I took some yoga years ago.  Didn't like it.  Not fast enough paced for me.  But I did learn to balance on one foot without holding the wall.  ;-)

Hi Sathish,

I understand that yoga is rooted in Hinduism.  I don't believe it's merely an exercise.  I truly believe that everything is spiritual and this is no exception.

 

Blessings, Carla

Char this is what I read in an article

yoga is based on the belief that man and “god” are one. The yogi (i.e. the person who practices yoga) does not seek the control of the Personal Creator God over his life, but he seeks to have himself a fuller control over his own life.So yoga teaches you to focus on yourself instead of on the true God.

In brief, the child of God will not allow the devil to deceive him with such pagan practices like yoga, and he will avoid not only evil but even every form of evil:

“But examine everything carefully; hold fast to that which is good; abstain from every form of evil.” (1 Thessalonians 5:21-22)

Examine yoga carefully, see the spiritual deception that is behind it, and abstain from every form of evil. Everything you do in life and the way you think show who is your master. If you think in the pantheistic and New Age way that yoga follows, you prove to be the slave of your rebellious self and of sin. If you think spiritually according to the Word of God, then you prove to be a child of the true God, a new creature who thinks and acts in consistence with God’s Will by His Grace.

Yes Carla I agree to your comment :)

I think the difference lies in...Dan is in India. US yoga often differs from its origins. I took a beginner class around 2001. There was nothing spiritual or any meditation. We stretched to get limber. Not all US yoga. But much of it is a watered down variety here.

The postures of yoga are worship to false gods.  At it's root it is idolatry.

Well I wasn't worshipping...either God or anyone when I went. I was exercising. So then how should one view Christmas?

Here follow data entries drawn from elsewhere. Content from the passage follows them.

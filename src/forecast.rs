use chrono::{DateTime, NaiveDate, TimeZone};

use crate::astronomical::{compute_phase, PhaseName, PhaseReading};
use crate::date_utils::add_local_days;

/// One upcoming day in the forecast.
#[derive(Debug, Clone)]
pub struct ForecastDay<Tz: TimeZone> {
    /// Days after the base date, starting at 1.
    pub offset: u32,
    /// Local calendar date the entry belongs to.
    pub date: NaiveDate,
    /// The base instant moved forward `offset` local days.
    pub instant: DateTime<Tz>,
    pub reading: PhaseReading,
    pub name: PhaseName,
}

/// Readings for the `days` local calendar days following `base`.
///
/// Each entry keeps the base wall-clock time on its own date; the date, not
/// the elapsed time, identifies the entry.
pub fn forecast<Tz: TimeZone>(base: &DateTime<Tz>, days: u32) -> Vec<ForecastDay<Tz>> {
    (1..=days)
        .filter_map(|offset| {
            let instant = add_local_days(base, u64::from(offset))?;
            let reading = compute_phase(&instant);
            Some(ForecastDay {
                offset,
                date: instant.date_naive(),
                name: reading.name(),
                reading,
                instant,
            })
        })
        .collect()
}

#[cfg(test)]
mod tests {
    use super::*;
    use crate::date_utils::test_zone::EasternLike;
    use chrono::{Days, FixedOffset, Utc};

    #[test]
    fn test_seven_consecutive_dates() {
        let tz = FixedOffset::west_opt(7 * 3600).unwrap();
        let base = tz.with_ymd_and_hms(2026, 10, 28, 23, 30, 0).unwrap();
        let days = forecast(&base, 7);

        assert_eq!(days.len(), 7);
        for (i, day) in days.iter().enumerate() {
            let expected = base.date_naive() + Days::new(i as u64 + 1);
            assert_eq!(day.offset, i as u32 + 1);
            assert_eq!(day.date, expected);
        }
        assert_eq!(days[6].date, NaiveDate::from_ymd_opt(2026, 11, 4).unwrap());
    }

    #[test]
    fn test_dates_stay_consecutive_across_dst() {
        let base = EasternLike.with_ymd_and_hms(2024, 3, 7, 0, 30, 0).unwrap();
        let days = forecast(&base, 7);

        let dates: Vec<NaiveDate> = days.iter().map(|d| d.date).collect();
        let expected: Vec<NaiveDate> = (8..=14)
            .map(|d| NaiveDate::from_ymd_opt(2024, 3, d).unwrap())
            .collect();
        assert_eq!(dates, expected);
    }

    #[test]
    fn test_readings_match_instants() {
        let base = Utc.with_ymd_and_hms(2025, 1, 1, 0, 0, 0).unwrap();
        for day in forecast(&base, 7) {
            assert_eq!(day.reading, compute_phase(&day.instant));
            assert_eq!(day.name, day.reading.name());
        }
    }

    #[test]
    fn test_phase_advances_about_one_thirtieth_per_day() {
        let base = Utc.with_ymd_and_hms(2025, 1, 1, 0, 0, 0).unwrap();
        let start = compute_phase(&base).phase_fraction;
        let days = forecast(&base, 7);
        let step = (days[0].reading.phase_fraction - start).rem_euclid(1.0);
        assert!((step - 1.0 / crate::astronomical::SYNODIC_MONTH_DAYS).abs() < 1e-9);
    }
}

That's my point.  Some people use yoga as strictly a stretching exercise without doing any of the spiritual ritual.  Many places use a watered down version of yoga as exercise only.  There are also many Christians who won't touch Christmas with a 10' pole because of what it began as, because of it's history, not because people use it to worship paganism, but only because they "used to".  And I'm reminded of Paul's comments on eating meat sacrificed to idols.  Because of what it "was" used for, some feel condemned over it, some do not...Paul did not, I do not.  Christmas and yoga don't condemn me.  But if they condemn another and they partake in it, then it's the same as having sinned, because they sinned against their own belief/faith in that subject. 

 

I read something just yesterday on this.  They said imagine two people back then who came to Christ.  One felt that eating meat sacrificed to idols was wrong and the other did not.  So the one who didn't is in the market one day eating some meat and the other sees this and says it's wrong.  Rather than saying they don't feel condemned by it but will refrain in their presence from eating it, they instead say, no there is nothing wrong with it, here, have some, and they break off a piece and put it in the hand of the one who does not believe in it, and they are tempted and eat.  Both have just sinned. 

 

For me, Christmas, yoga, and even Halloween do not condemn me, because I worship nothing in them.  Christmas and Halloween are holidays.  They're time off work for me and enjoyment for my son.  And with Christmas, the word alone does remind me of Christ.  Yoga does not condemn me because I only see it as exercise.  If it was a class telling me to get in tune with spirits or meditate on my inner being, etc., I'd walk out.  It would creep me out. 

 

If another however are condemned by these things, then they should not do them.  I think we sometimes make things more difficult for ourselves just by asking others opinions.  I know I have done so many many times. 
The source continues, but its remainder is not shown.